Collected data
::::::

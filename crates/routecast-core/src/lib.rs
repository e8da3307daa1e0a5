pub mod config;
pub mod error;

pub use config::{
    CacheConfig, ClassifierConfig, Config, ProviderConfig, RouteConfig, ValidationResult,
    API_KEY_ENV,
};
pub use error::{AppError, ConfigError, NetworkError, ReqwestErrorExt};

use anyhow::Result;

/// Initialize logging. Output goes to stderr so reports on stdout stay machine-readable.
pub fn init() -> Result<()> {
    tracing_subscriber::fmt()
        .with_env_filter(
            tracing_subscriber::EnvFilter::try_from_default_env()
                .unwrap_or_else(|_| tracing_subscriber::EnvFilter::new("info")),
        )
        .with_writer(std::io::stderr)
        .try_init()
        .map_err(|e| anyhow::anyhow!("Failed to initialize logging: {}", e))?;

    tracing::debug!("Routecast core initialized");
    Ok(())
}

::::::

• TRY IT
How many lines of the entries above hold the string "core"? Reply with the number alone.

• COMPLETED TASK
2